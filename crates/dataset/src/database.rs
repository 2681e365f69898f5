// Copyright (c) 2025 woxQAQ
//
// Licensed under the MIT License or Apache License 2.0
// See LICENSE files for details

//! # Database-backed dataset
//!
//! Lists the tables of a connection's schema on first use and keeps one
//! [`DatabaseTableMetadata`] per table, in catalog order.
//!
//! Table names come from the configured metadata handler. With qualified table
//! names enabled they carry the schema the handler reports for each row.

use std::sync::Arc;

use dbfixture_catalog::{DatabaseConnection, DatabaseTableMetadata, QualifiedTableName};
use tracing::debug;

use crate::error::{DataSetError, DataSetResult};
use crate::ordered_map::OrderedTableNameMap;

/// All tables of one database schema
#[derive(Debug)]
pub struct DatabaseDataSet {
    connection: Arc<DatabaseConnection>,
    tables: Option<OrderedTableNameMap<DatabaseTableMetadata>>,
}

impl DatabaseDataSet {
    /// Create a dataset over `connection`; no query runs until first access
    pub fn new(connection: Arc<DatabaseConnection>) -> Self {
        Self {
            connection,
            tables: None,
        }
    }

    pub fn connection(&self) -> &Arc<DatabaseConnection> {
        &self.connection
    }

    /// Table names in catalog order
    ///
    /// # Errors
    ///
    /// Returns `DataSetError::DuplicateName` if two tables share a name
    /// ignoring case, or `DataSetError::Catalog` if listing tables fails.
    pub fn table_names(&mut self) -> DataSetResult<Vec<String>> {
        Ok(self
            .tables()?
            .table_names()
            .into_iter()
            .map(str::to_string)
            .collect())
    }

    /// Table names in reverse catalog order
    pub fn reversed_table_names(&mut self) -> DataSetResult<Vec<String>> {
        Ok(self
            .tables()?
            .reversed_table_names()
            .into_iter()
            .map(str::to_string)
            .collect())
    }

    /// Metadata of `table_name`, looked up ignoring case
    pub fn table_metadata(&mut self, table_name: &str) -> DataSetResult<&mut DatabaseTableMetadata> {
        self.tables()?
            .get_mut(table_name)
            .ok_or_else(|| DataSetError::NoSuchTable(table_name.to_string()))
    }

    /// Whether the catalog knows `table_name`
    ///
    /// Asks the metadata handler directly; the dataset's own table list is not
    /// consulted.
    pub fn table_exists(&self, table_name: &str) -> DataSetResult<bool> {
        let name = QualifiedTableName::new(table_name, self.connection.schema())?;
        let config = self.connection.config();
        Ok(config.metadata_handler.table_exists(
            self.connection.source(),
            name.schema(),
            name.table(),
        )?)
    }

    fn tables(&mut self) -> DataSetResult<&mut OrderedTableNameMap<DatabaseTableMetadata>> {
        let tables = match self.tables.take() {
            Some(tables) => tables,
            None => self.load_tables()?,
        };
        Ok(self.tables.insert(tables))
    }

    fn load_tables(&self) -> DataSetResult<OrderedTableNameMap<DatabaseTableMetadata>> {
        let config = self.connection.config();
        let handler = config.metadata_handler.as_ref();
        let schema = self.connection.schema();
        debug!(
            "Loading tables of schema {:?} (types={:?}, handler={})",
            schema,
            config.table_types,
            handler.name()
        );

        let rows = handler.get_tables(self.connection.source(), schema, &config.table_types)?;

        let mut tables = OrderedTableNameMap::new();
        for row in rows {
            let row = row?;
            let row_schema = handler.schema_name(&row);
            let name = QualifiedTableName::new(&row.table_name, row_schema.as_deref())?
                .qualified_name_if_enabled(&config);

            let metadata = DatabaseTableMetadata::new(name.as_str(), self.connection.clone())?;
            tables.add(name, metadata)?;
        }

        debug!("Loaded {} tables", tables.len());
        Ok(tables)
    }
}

- - - - - - -

### TASK STATEMENT
Please output the full listing one more time, exactly.

### SOLUTION FOR THIS TASK
filename crates/dataset/src/database.rs
repository 2681e365f69898f5
// Copyright (c) 2025 woxQAQ
//
// Licensed under the MIT License or Apache License 2.0
// See LICENSE files for details

//! # Database-backed dataset
//!
//! Lists the tables of a connection's schema on first use and keeps one
//! [`DatabaseTableMetadata`] per table, in catalog order.
//!
//! Table names come from the configured metadata handler. With qualified table
//! names enabled they carry the schema the handler reports for each row.

use std::sync::Arc;

use dbfixture_catalog::{DatabaseConnection, DatabaseTableMetadata, QualifiedTableName};
use tracing::debug;

use crate::error::{DataSetError, DataSetResult};
use crate::ordered_map::OrderedTableNameMap;

/// All tables of one database schema
#[derive(Debug)]
pub struct DatabaseDataSet {
    connection: Arc<DatabaseConnection>,
    tables: Option<OrderedTableNameMap<DatabaseTableMetadata>>,
}

impl DatabaseDataSet {
    /// Create a dataset over `connection`; no query runs until first access
    pub fn new(connection: Arc<DatabaseConnection>) -> Self {
        Self {
            connection,
            tables: None,
        }
    }

    pub fn connection(&self) -> &Arc<DatabaseConnection> {
        &self.connection
    }

    /// Table names in catalog order
    ///
    /// # Errors
    ///
    /// Returns `DataSetError::DuplicateName` if two tables share a name
    /// ignoring case, or `DataSetError::Catalog` if listing tables fails.
    pub fn table_names(&mut self) -> DataSetResult<Vec<String>> {
        Ok(self
            .tables()?
            .table_names()
            .into_iter()
            .map(str::to_string)
            .collect())
    }

    /// Table names in reverse catalog order
    pub fn reversed_table_names(&mut self) -> DataSetResult<Vec<String>> {
        Ok(self
            .tables()?
            .reversed_table_names()
            .into_iter()
            .map(str::to_string)
            .collect())
    }

    /// Metadata of `table_name`, looked up ignoring case
    pub fn table_metadata(&mut self, table_name: &str) -> DataSetResult<&mut DatabaseTableMetadata> {
        self.tables()?
            .get_mut(table_name)
            .ok_or_else(|| DataSetError::NoSuchTable(table_name.to_string()))
    }

    /// Whether the catalog knows `table_name`
    ///
    /// Asks the metadata handler directly; the dataset's own table list is not
    /// consulted.
    pub fn table_exists(&self, table_name: &str) -> DataSetResult<bool> {
        let name = QualifiedTableName::new(table_name, self.connection.schema())?;
        let config = self.connection.config();
        Ok(config.metadata_handler.table_exists(
            self.connection.source(),
            name.schema(),
            name.table(),
        )?)
    }

    fn tables(&mut self) -> DataSetResult<&mut OrderedTableNameMap<DatabaseTableMetadata>> {
        let tables = match self.tables.take() {
            Some(tables) => tables,
            None => self.load_tables()?,
        };
        Ok(self.tables.insert(tables))
    }

    fn load_tables(&self) -> DataSetResult<OrderedTableNameMap<DatabaseTableMetadata>> {
        let config = self.connection.config();
        let handler = config.metadata_handler.as_ref();
        let schema = self.connection.schema();
        debug!(
            "Loading tables of schema {:?} (types={:?}, handler={})",
            schema,
            config.table_types,
            handler.name()
        );

        let rows = handler.get_tables(self.connection.source(), schema, &config.table_types)?;

        let mut tables = OrderedTableNameMap::new();
        for row in rows {
            let row = row?;
            let row_schema = handler.schema_name(&row);
            let name = QualifiedTableName::new(&row.table_name, row_schema.as_deref())?
                .qualified_name_if_enabled(&config);

            let metadata = DatabaseTableMetadata::new(name.as_str(), self.connection.clone())?;
            tables.add(name, metadata)?;
        }

        debug!("Loaded {} tables", tables.len());
        Ok(tables)
    }
}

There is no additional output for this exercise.